> Task item: The lines below, all of them, should be returned exactly as they appear.

BEGIN

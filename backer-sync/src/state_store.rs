//! Durable storage for the committed version.
//!
//! Persists a [`StateFile`] JSON document, by default at
//! `<state_dir>/version.json`. Saves write `<path>.tmp`, fsync it, rename
//! over the target, then fsync the directory, so a returned `save` survives
//! a crash.

use std::fs::{self, File};
use std::io::Write;
use std::path::{Path, PathBuf};

use chrono::{DateTime, Utc};
use serde::{Deserialize, Serialize};

use backer_core::{Thresholds, Version};

use crate::error::{io_err, SyncError};

pub const STATE_FILE: &str = "version.json";

/// Where the authoritative version lives between runs.
pub trait VersionStateStore: Send {
    /// The last saved version, or the configured starting version when
    /// nothing has been saved yet.
    fn load(&self) -> Result<Version, SyncError>;

    fn save(&self, version: &Version) -> Result<(), SyncError>;
}

/// On-disk payload.
#[derive(Debug, Clone, Serialize, Deserialize, PartialEq, Eq)]
pub struct StateFile {
    pub version: Version,
    pub saved_at: DateTime<Utc>,
}

/// JSON file store.
#[derive(Debug, Clone)]
pub struct JsonStateStore {
    path: PathBuf,
    initial: Version,
    thresholds: Thresholds,
}

impl JsonStateStore {
    pub fn new(path: impl Into<PathBuf>, initial: Version, thresholds: Thresholds) -> Self {
        Self {
            path: path.into(),
            initial,
            thresholds,
        }
    }

    /// Store at `<state_dir>/version.json`.
    pub fn in_dir(state_dir: &Path, initial: Version, thresholds: Thresholds) -> Self {
        Self::new(state_dir.join(STATE_FILE), initial, thresholds)
    }

    pub fn path(&self) -> &Path {
        &self.path
    }
}

impl VersionStateStore for JsonStateStore {
    fn load(&self) -> Result<Version, SyncError> {
        if !self.path.exists() {
            return Ok(self.initial);
        }
        let contents = fs::read_to_string(&self.path).map_err(|e| io_err(&self.path, e))?;
        let state: StateFile =
            serde_json::from_str(&contents).map_err(|source| SyncError::StateParse {
                path: self.path.clone(),
                source,
            })?;
        self.thresholds.check(&state.version)?;
        Ok(state.version)
    }

    fn save(&self, version: &Version) -> Result<(), SyncError> {
        let Some(dir) = self.path.parent() else {
            return Err(io_err(
                &self.path,
                std::io::Error::other("invalid version state path"),
            ));
        };
        fs::create_dir_all(dir).map_err(|e| io_err(dir, e))?;

        let state = StateFile {
            version: *version,
            saved_at: Utc::now(),
        };
        let json = serde_json::to_string_pretty(&state)?;
        let tmp = self.path.with_extension("json.tmp");

        let mut file = File::create(&tmp).map_err(|e| io_err(&tmp, e))?;
        file.write_all(json.as_bytes())
            .and_then(|()| file.sync_all())
            .map_err(|e| io_err(&tmp, e))?;
        drop(file);

        if let Err(e) = fs::rename(&tmp, &self.path) {
            let _ = fs::remove_file(&tmp);
            return Err(io_err(&self.path, e));
        }

        // Persist the rename itself; not every platform can open a directory.
        if let Ok(dir_handle) = File::open(dir) {
            let _ = dir_handle.sync_all();
        }
        Ok(())
    }
}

END

> Reply to the task:
filename backer-sync/src/state_store.rs
//! Durable storage for the committed version.
//!
//! Persists a [`StateFile`] JSON document, by default at
//! `<state_dir>/version.json`. Saves write `<path>.tmp`, fsync it, rename
//! over the target, then fsync the directory, so a returned `save` survives
//! a crash.

use std::fs::{self, File};
use std::io::Write;
use std::path::{Path, PathBuf};

use chrono::{DateTime, Utc};
use serde::{Deserialize, Serialize};

use backer_core::{Thresholds, Version};

use crate::error::{io_err, SyncError};

pub const STATE_FILE: &str = "version.json";

/// Where the authoritative version lives between runs.
pub trait VersionStateStore: Send {
    /// The last saved version, or the configured starting version when
    /// nothing has been saved yet.
    fn load(&self) -> Result<Version, SyncError>;

    fn save(&self, version: &Version) -> Result<(), SyncError>;
}

/// On-disk payload.
#[derive(Debug, Clone, Serialize, Deserialize, PartialEq, Eq)]
pub struct StateFile {
    pub version: Version,
    pub saved_at: DateTime<Utc>,
}

/// JSON file store.
#[derive(Debug, Clone)]
pub struct JsonStateStore {
    path: PathBuf,
    initial: Version,
    thresholds: Thresholds,
}

impl JsonStateStore {
    pub fn new(path: impl Into<PathBuf>, initial: Version, thresholds: Thresholds) -> Self {
        Self {
            path: path.into(),
            initial,
            thresholds,
        }
    }

    /// Store at `<state_dir>/version.json`.
    pub fn in_dir(state_dir: &Path, initial: Version, thresholds: Thresholds) -> Self {
        Self::new(state_dir.join(STATE_FILE), initial, thresholds)
    }

    pub fn path(&self) -> &Path {
        &self.path
    }
}

impl VersionStateStore for JsonStateStore {
    fn load(&self) -> Result<Version, SyncError> {
        if !self.path.exists() {
            return Ok(self.initial);
        }
        let contents = fs::read_to_string(&self.path).map_err(|e| io_err(&self.path, e))?;
        let state: StateFile =
            serde_json::from_str(&contents).map_err(|source| SyncError::StateParse {
                path: self.path.clone(),
                source,
            })?;
        self.thresholds.check(&state.version)?;
        Ok(state.version)
    }

    fn save(&self, version: &Version) -> Result<(), SyncError> {
        let Some(dir) = self.path.parent() else {
            return Err(io_err(
                &self.path,
                std::io::Error::other("invalid version state path"),
            ));
        };
        fs::create_dir_all(dir).map_err(|e| io_err(dir, e))?;

        let state = StateFile {
            version: *version,
            saved_at: Utc::now(),
        };
        let json = serde_json::to_string_pretty(&state)?;
        let tmp = self.path.with_extension("json.tmp");

        let mut file = File::create(&tmp).map_err(|e| io_err(&tmp, e))?;
        file.write_all(json.as_bytes())
            .and_then(|()| file.sync_all())
            .map_err(|e| io_err(&tmp, e))?;
        drop(file);

        if let Err(e) = fs::rename(&tmp, &self.path) {
            let _ = fs::remove_file(&tmp);
            return Err(io_err(&self.path, e));
        }

        // Persist the rename itself; not every platform can open a directory.
        if let Ok(dir_handle) = File::open(dir) {
            let _ = dir_handle.sync_all();
        }
        Ok(())
    }
}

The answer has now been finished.